So for my data size, it seems the ratio is between ~0.44-0.67% for these data files. Yeah, that’s big enough that I would not want it to constantly recreate it.

Most quite excellent! Can you explain why this worked for me in PowerShell to find files, but specifying the actual file path of the backup did not?

C:\Program Files\Duplicati 2> .\Duplicati.CommandLine.exe find file://dummy “file name” --dbpath=“<path to .sqlite file>”

Looks fine to me, though I don’t have a lot of spare time to read everything just yet.

That would be excellent. I do know of PDF converters out there, so there probably exists something for this use case.

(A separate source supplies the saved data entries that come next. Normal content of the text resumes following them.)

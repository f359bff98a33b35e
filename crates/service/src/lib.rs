//! Churn Service
//!
//! The moving parts of the stress tester: the transaction observer growing
//! the candidate registry, path-find workers, and the supervisor churning
//! the worker pool.

pub mod observer;
pub mod supervisor;
pub mod worker;

pub use observer::{ObservationOutcome, ObserverStats, TransactionObserver};
pub use supervisor::{
	CycleReport, PoolSupervisor, SupervisorConfig, SupervisorError, SupervisorResult,
};
pub use worker::{ExitReason, PathfindWorker, WorkerHandle, WorkerState};
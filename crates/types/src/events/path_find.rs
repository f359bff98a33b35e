//! Path-find subscription requests and pushed updates

use serde::{Deserialize, Serialize};
use serde_json::{json, Value};

use crate::candidates::PathCandidate;
use crate::models::{Account, Asset};

/// Parameters of a path-find subscription
///
/// A candidate's send-max is informational and not part of the request.
#[derive(Debug, Clone, PartialEq, Eq, Serialize, Deserialize)]
pub struct PathFindRequest {
	pub source: Account,
	pub destination: Account,
	pub amount: Asset,
}

impl PathFindRequest {
	pub fn to_rpc(&self, id: u64) -> Value {
		json!({
			"id": id,
			"command": "path_find",
			"subcommand": "create",
			"source_account": self.source.as_str(),
			"destination_account": self.destination.as_str(),
			"destination_amount": self.amount.to_rpc(),
		})
	}
}

impl From<&PathCandidate> for PathFindRequest {
	fn from(candidate: &PathCandidate) -> Self {
		Self {
			source: candidate.source.clone(),
			destination: candidate.destination.clone(),
			amount: candidate.deliver_amount.clone(),
		}
	}
}

/// One update pushed on a path-find subscription
#[derive(Debug, Clone, Default, PartialEq, Serialize, Deserialize)]
pub struct PathFindUpdate {
	/// Alternative routes found by the server, absent when it reported none
	#[serde(default)]
	pub alternatives: Option<Vec<Value>>,
}

impl PathFindUpdate {
	pub fn with_alternatives(alternatives: Vec<Value>) -> Self {
		Self {
			alternatives: Some(alternatives),
		}
	}

	/// An update carrying no alternatives
	pub fn exhausted() -> Self {
		Self { alternatives: None }
	}

	/// Read the update out of a pushed message; a missing or non-array
	/// `alternatives` field counts as no alternatives
	pub fn from_message(message: &Value) -> Self {
		Self {
			alternatives: message
				.get("alternatives")
				.and_then(Value::as_array)
				.cloned(),
		}
	}

	pub fn has_alternatives(&self) -> bool {
		self.alternatives
			.as_ref()
			.is_some_and(|alternatives| !alternatives.is_empty())
	}
}
//! Path-find Churn Tester
//!
//! Main entry point for the churn tester

use std::path::PathBuf;
use std::process::ExitCode;

use clap::Parser;
use pathfind_churn::{load_config, load_config_from, ChurnBuilder, Settings};

#[derive(Parser, Debug)]
#[command(name = "pathfind-churn")]
#[command(about = "Keep a churning pool of path_find subscriptions open against a ledger node")]
struct Args {
	/// Process id of the node under test
	#[arg(short, long, required_unless_present = "ws_url")]
	pid: Option<u32>,

	/// WebSocket endpoint, instead of reading it from the node's config
	#[arg(long)]
	ws_url: Option<String>,

	/// Number of concurrently running path-find workers
	#[arg(long)]
	pool_size: Option<usize>,

	/// Config file; defaults to config/config.{toml,json} when present
	#[arg(short, long)]
	config: Option<PathBuf>,
}

impl Args {
	fn settings(&self) -> Result<Settings, Box<dyn std::error::Error>> {
		let mut settings = match &self.config {
			Some(path) => load_config_from(path)?,
			None => load_config()?,
		};
		if let Some(pool_size) = self.pool_size {
			settings.pool.size = pool_size;
		}
		if let Some(url) = &self.ws_url {
			settings.server.ws_url = Some(url.clone());
		}
		settings.validate()?;
		Ok(settings)
	}
}

#[tokio::main]
async fn main() -> ExitCode {
	dotenvy::dotenv().ok();
	let args = Args::parse();

	let settings = match args.settings() {
		Ok(settings) => settings,
		Err(e) => {
			eprintln!("pathfind-churn: {}", e);
			return ExitCode::FAILURE;
		},
	};

	let mut builder = ChurnBuilder::new().with_settings(settings);
	builder = match (&args.ws_url, args.pid) {
		(Some(url), _) => builder.with_ws_url(url.clone()),
		(None, Some(pid)) => builder.with_pid(pid),
		(None, None) => builder,
	};

	match builder.run().await {
		Ok(()) => ExitCode::SUCCESS,
		Err(e) => {
			eprintln!("pathfind-churn: {}", e);
			ExitCode::FAILURE
		},
	}
}
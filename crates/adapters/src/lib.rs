//! Churn Adapters
//!
//! Implementations of [`LedgerClient`](churn_types::LedgerClient) and the
//! lookup of a running node's WebSocket endpoint.

pub mod mock_client;
pub mod node_config;
pub mod target;
pub mod ws_client;

pub use mock_client::{MockLedgerClient, PathFindBehavior};
pub use node_config::{ConfigSection, NodeConfigError, NodeConfigFile};
pub use target::{ServerTarget, TargetError};
pub use ws_client::WsLedgerClient;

Ideally this HTML version would eventually have a comment section, like with PHP and some MSDN documentation, or at least a feedback button that provides the URL/page. This would be your best means of reasonably provided feedback, and I would likely end up being a major contributor towards that. :slight_smile:

I do strongly request that the ability to use my external hard drive’s backup on any computer be implemented, if not already, and if it is, that this be documented.

Thanks for all the help/info!

The --dbpath that you can set in advanced settings is actually ignored. Duplicati uses another variable for storing and managing the path to the local database. You can edit this one via the “Database …” menu.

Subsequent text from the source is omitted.